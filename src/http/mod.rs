pub mod client;

#[cfg(test)]
mod test;

pub use client::RateLimitedHttpClient;
use anyhow::Result;
use clap::Parser;

use integration_provisioner::cli::commands::add::AddCommand;
use integration_provisioner::cli::commands::init::InitConfigCommand;
use integration_provisioner::cli::commands::list::ListCommand;
use integration_provisioner::cli::commands::maintain::{MaintainCommand, MaintenanceAction};
use integration_provisioner::cli::commands::{show_how_to_start, Command};
use integration_provisioner::cli::{Cli, Commands};
use integration_provisioner::{config, init_telemetry, ShutdownCoordinator};

fn main() -> Result<()> {
    let Cli { json, command } = Cli::parse();

    tokio::runtime::Runtime::new()?.block_on(async move {
        // A broken config file is reported by the command that needs it
        if let Ok(config) = config() {
            init_telemetry(&config.observability)?;
        }

        let result = match command {
            None => show_how_to_start().await,
            Some(Commands::Add {
                workspace,
                provider,
                credentials,
                target,
                list_targets,
                commit,
            }) => {
                AddCommand::new(workspace, provider, credentials.into_iter().collect())
                    .with_target(target)
                    .with_list_targets(list_targets)
                    .with_commit(commit)
                    .with_json(json)
                    .execute()
                    .await
            }
            Some(Commands::List { workspace }) => {
                ListCommand::new(workspace).with_json(json).execute().await
            }
            Some(Commands::Test { target }) => {
                MaintainCommand::new(target, MaintenanceAction::Test)
                    .with_json(json)
                    .execute()
                    .await
            }
            Some(Commands::UpdateCredentials { target, secret }) => {
                MaintainCommand::new(target, MaintenanceAction::UpdateCredentials { secret })
                    .with_json(json)
                    .execute()
                    .await
            }
            Some(Commands::Delete { target }) => {
                MaintainCommand::new(target, MaintenanceAction::Delete)
                    .with_json(json)
                    .execute()
                    .await
            }
            Some(Commands::InitConfig {
                path,
                webhook_url,
                force,
            }) => {
                InitConfigCommand::new(path)
                    .with_webhook_url(webhook_url)
                    .with_force(force)
                    .execute()
                    .await
            }
        };

        ShutdownCoordinator::shutdown_all_services();
        result
    })
}
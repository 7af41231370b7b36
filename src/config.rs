use anyhow::Result;
use config::{Config, Environment, File};
use serde::{Deserialize, Serialize};
use std::path::Path;
use std::time::Duration;

use crate::provisioning::ProgressConfig;

/// Main configuration structure for the provisioner
#[derive(Debug, Clone, Deserialize, Serialize)]
#[serde(default)]
pub struct ProvisionerConfig {
    /// Backend API settings
    pub backend: BackendConfig,
    /// Saga behaviour settings
    pub provisioning: ProvisioningConfig,
    /// Observability settings
    pub observability: ObservabilityConfig,
}

#[derive(Debug, Clone, Deserialize, Serialize)]
#[serde(default)]
pub struct BackendConfig {
    /// Base URL of the backend API
    pub base_url: String,
    /// Bearer token for the backend (can be set via env var)
    pub api_token: Option<String>,
    /// Sustained request rate towards the backend
    pub requests_per_second: u32,
    /// Burst capacity
    pub burst_capacity: u32,
    /// How long an integration listing stays cached
    pub listing_cache_ttl_seconds: u64,
}

#[derive(Debug, Clone, Deserialize, Serialize)]
#[serde(default)]
pub struct ProvisioningConfig {
    /// Public URL providers deliver webhook events to
    pub webhook_url: String,
    /// Interval between simulated progress ticks
    pub progress_tick_millis: u64,
    /// Ticks a pending step must show before it counts as done
    pub progress_max_ticks: u32,
    /// Title prefix of throwaway test issues
    pub test_issue_prefix: String,
}

#[derive(Debug, Clone, Deserialize, Serialize)]
#[serde(default)]
pub struct ObservabilityConfig {
    /// Log level
    pub log_level: String,
    /// Emit JSON lines instead of human-readable logs
    pub json_logs: bool,
}

impl Default for BackendConfig {
    fn default() -> Self {
        Self {
            base_url: "http://localhost:8000".to_string(),
            api_token: None, // Read from PROVISIONER_BACKEND__API_TOKEN
            requests_per_second: 5,
            burst_capacity: 10,
            listing_cache_ttl_seconds: 60,
        }
    }
}

impl Default for ProvisioningConfig {
    fn default() -> Self {
        Self {
            webhook_url: "http://localhost:8000/hook".to_string(),
            progress_tick_millis: 5,
            progress_max_ticks: 200,
            test_issue_prefix: "Fogbender test".to_string(),
        }
    }
}

impl Default for ObservabilityConfig {
    fn default() -> Self {
        Self {
            log_level: "info".to_string(),
            json_logs: false,
        }
    }
}

impl Default for ProvisionerConfig {
    fn default() -> Self {
        Self {
            backend: BackendConfig::default(),
            provisioning: ProvisioningConfig::default(),
            observability: ObservabilityConfig::default(),
        }
    }
}

impl ProvisioningConfig {
    pub fn progress(&self) -> ProgressConfig {
        ProgressConfig {
            tick_interval: Duration::from_millis(self.progress_tick_millis),
            max_ticks: self.progress_max_ticks,
        }
    }
}

impl ProvisionerConfig {
    /// Load configuration from multiple sources with precedence:
    /// 1. Default values
    /// 2. Configuration files (provisioner.toml, .provisioner-rc)
    /// 3. Environment variables (prefixed with PROVISIONER_, sections split by `__`)
    pub fn load() -> Result<Self> {
        let mut builder = Config::builder();

        if Path::new("provisioner.toml").exists() {
            builder = builder.add_source(File::with_name("provisioner"));
        }

        if Path::new(".provisioner-rc").exists() {
            builder = builder.add_source(
                File::with_name(".provisioner-rc").format(config::FileFormat::Toml),
            );
        }

        builder = builder.add_source(
            Environment::with_prefix("PROVISIONER")
                .prefix_separator("_")
                .separator("__")
                .try_parsing(true),
        );

        let config = builder.build()?;
        let provisioner_config: ProvisionerConfig = config.try_deserialize()?;

        Ok(provisioner_config)
    }

    /// Save configuration to file
    pub fn save_to_file<P: AsRef<Path>>(&self, path: P) -> Result<()> {
        let toml_content = toml::to_string_pretty(self)?;
        std::fs::write(path, toml_content)?;
        Ok(())
    }

    /// Load .env file if it exists
    pub fn load_env_file() -> Result<()> {
        if Path::new(".env").exists() {
            dotenvy::dotenv()?;
            tracing::info!("Loaded environment variables from .env file");
        }
        Ok(())
    }
}

/// Global configuration instance
static CONFIG: std::sync::LazyLock<Result<ProvisionerConfig, anyhow::Error>> =
    std::sync::LazyLock::new(|| {
        let _ = ProvisionerConfig::load_env_file();
        ProvisionerConfig::load()
    });

/// Get the global configuration
pub fn config() -> Result<&'static ProvisionerConfig> {
    CONFIG
        .as_ref()
        .map_err(|e| anyhow::anyhow!("Failed to load configuration: {}", e))
}
use serde_json::{json, Value};

use super::{names, no_payload, selected_item, str_field, title_only, webhook_teardown};
use crate::api::ProviderKind;
use crate::provisioning::{
    ArtifactKind, ArtifactSpec, CommitDefinition, MaintenanceDefinition, PipelineDefinition,
    ProviderDefinition, StepContext, StepDefinition, StepError, StepKind, TargetDiscovery,
};

const ACCESS_HINT: &str = "Bad api key or incorrect project full path.";

fn access(ctx: &StepContext<'_>) -> Result<Value, StepError> {
    Ok(json!({ "token": ctx.credential("token")? }))
}

fn board_id(ctx: &StepContext<'_>) -> Result<String, StepError> {
    let board = selected_item(ctx, StepKind::CheckAccess, "name")?;
    str_field(board, "/id").ok_or_else(|| StepError::missing_input("board id"))
}

fn webhook(ctx: &StepContext<'_>) -> Result<Value, StepError> {
    Ok(json!({
        "webhookUrl": ctx.webhook_url,
        "token": ctx.credential("token")?,
        "idBoard": board_id(ctx)?,
    }))
}

fn create_card(ctx: &StepContext<'_>) -> Result<Value, StepError> {
    Ok(json!({
        "idBoard": board_id(ctx)?,
        "issueTitle": ctx.test_issue_title,
        "token": ctx.credential("token")?,
    }))
}

fn card_name(ctx: &StepContext<'_>) -> String {
    ctx.output_str(StepKind::CreateTestIssue, "/name")
        .unwrap_or_else(|_| ctx.test_issue_title.to_string())
}

fn delete_card(ctx: &StepContext<'_>) -> Result<Value, StepError> {
    Ok(json!({
        "cardId": ctx.output_str(StepKind::CreateTestIssue, "/id")?,
        "cardName": card_name(ctx),
        "token": ctx.credential("token")?,
    }))
}

fn rollback_webhook(ctx: &StepContext<'_>, id: &str) -> Value {
    ctx.with_credentials(json!({ "webhookId": id }))
}

fn rollback_card(ctx: &StepContext<'_>, id: &str) -> Value {
    ctx.with_credentials(json!({ "cardId": id, "cardName": card_name(ctx) }))
}

fn add_integration(ctx: &StepContext<'_>) -> Result<Value, StepError> {
    let board = selected_item(ctx, StepKind::CheckAccess, "name")?;
    Ok(json!({
        "projectId": board_id(ctx)?,
        "projectName": ctx.selection()?,
        "projectUrl": str_field(board, "/shortUrl").or_else(|| str_field(board, "/url")),
        "webhookId": ctx.output_str(StepKind::CreateWebhook, "/id")?,
        "token": ctx.credential("token")?,
    }))
}

fn card(ctx: &StepContext<'_>) -> Result<Value, StepError> {
    Ok(json!({
        "cardId": ctx.output_str(StepKind::CreateTestIssue, "/id")?,
        "cardName": card_name(ctx),
    }))
}

fn board_names(value: &Value) -> Vec<String> {
    names(value, "name")
}

fn test_issue() -> ArtifactSpec {
    ArtifactSpec {
        kind: ArtifactKind::TestIssue,
        id_pointer: "/id",
        delete_operation: "delete-issue",
        delete_kind: StepKind::DeleteTestIssue,
        delete_payload: rollback_card,
        released_by: Some(StepKind::DeleteTestIssue),
    }
}

pub fn definition() -> ProviderDefinition {
    let setup = PipelineDefinition::new(vec![
        StepDefinition::new(StepKind::CheckAccess, "check-access", access).hint(ACCESS_HINT),
        StepDefinition::new(StepKind::CreateWebhook, "create-webhook", webhook).creates(ArtifactSpec {
            kind: ArtifactKind::Webhook,
            id_pointer: "/id",
            delete_operation: "delete-webhook",
            delete_kind: StepKind::DeleteWebhook,
            delete_payload: rollback_webhook,
            released_by: None,
        }),
        StepDefinition::new(StepKind::CreateTestIssue, "create-issue", create_card).creates(test_issue()),
        StepDefinition::new(StepKind::DeleteTestIssue, "delete-issue", delete_card),
        StepDefinition::new(StepKind::VerifyWebhook, "get-issue-by-name", title_only).verification(),
    ]);

    let test = PipelineDefinition::new(vec![
        StepDefinition::new(StepKind::CheckAccess, "check-access", no_payload).hint(ACCESS_HINT),
        StepDefinition::new(StepKind::CreateTestIssue, "create-issue", title_only).creates(test_issue()),
        StepDefinition::new(StepKind::DeleteTestIssue, "delete-issue", card),
        StepDefinition::new(StepKind::VerifyWebhook, "get-issue-by-name", title_only).verification(),
    ]);

    ProviderDefinition {
        kind: ProviderKind::Trello,
        required_credentials: &["token"],
        selection_label: Some("board"),
        targets: Some(TargetDiscovery {
            operation: "check-access",
            build: access,
            extract: board_names,
        }),
        setup,
        commit: CommitDefinition {
            operation: "add-integration",
            build: add_integration,
            duplicate_hint: "Duplicate integration: this board has already been added.",
        },
        maintenance: MaintenanceDefinition {
            test,
            update_operation: Some("update-api-key"),
            update_field: "token",
            teardown: vec![webhook_teardown()],
        },
    }
}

### Task
Identify each line in the records above that contains the word "StepContext", and copy it out in full.

### Response to this exercise
    ProviderDefinition, StepContext, StepDefinition, StepError, StepKind, TargetDiscovery,
fn access(ctx: &StepContext<'_>) -> Result<Value, StepError> {
fn board_id(ctx: &StepContext<'_>) -> Result<String, StepError> {
fn webhook(ctx: &StepContext<'_>) -> Result<Value, StepError> {
fn create_card(ctx: &StepContext<'_>) -> Result<Value, StepError> {
fn card_name(ctx: &StepContext<'_>) -> String {
fn delete_card(ctx: &StepContext<'_>) -> Result<Value, StepError> {
fn rollback_webhook(ctx: &StepContext<'_>, id: &str) -> Value {
fn rollback_card(ctx: &StepContext<'_>, id: &str) -> Value {
fn add_integration(ctx: &StepContext<'_>) -> Result<Value, StepError> {
fn card(ctx: &StepContext<'_>) -> Result<Value, StepError> {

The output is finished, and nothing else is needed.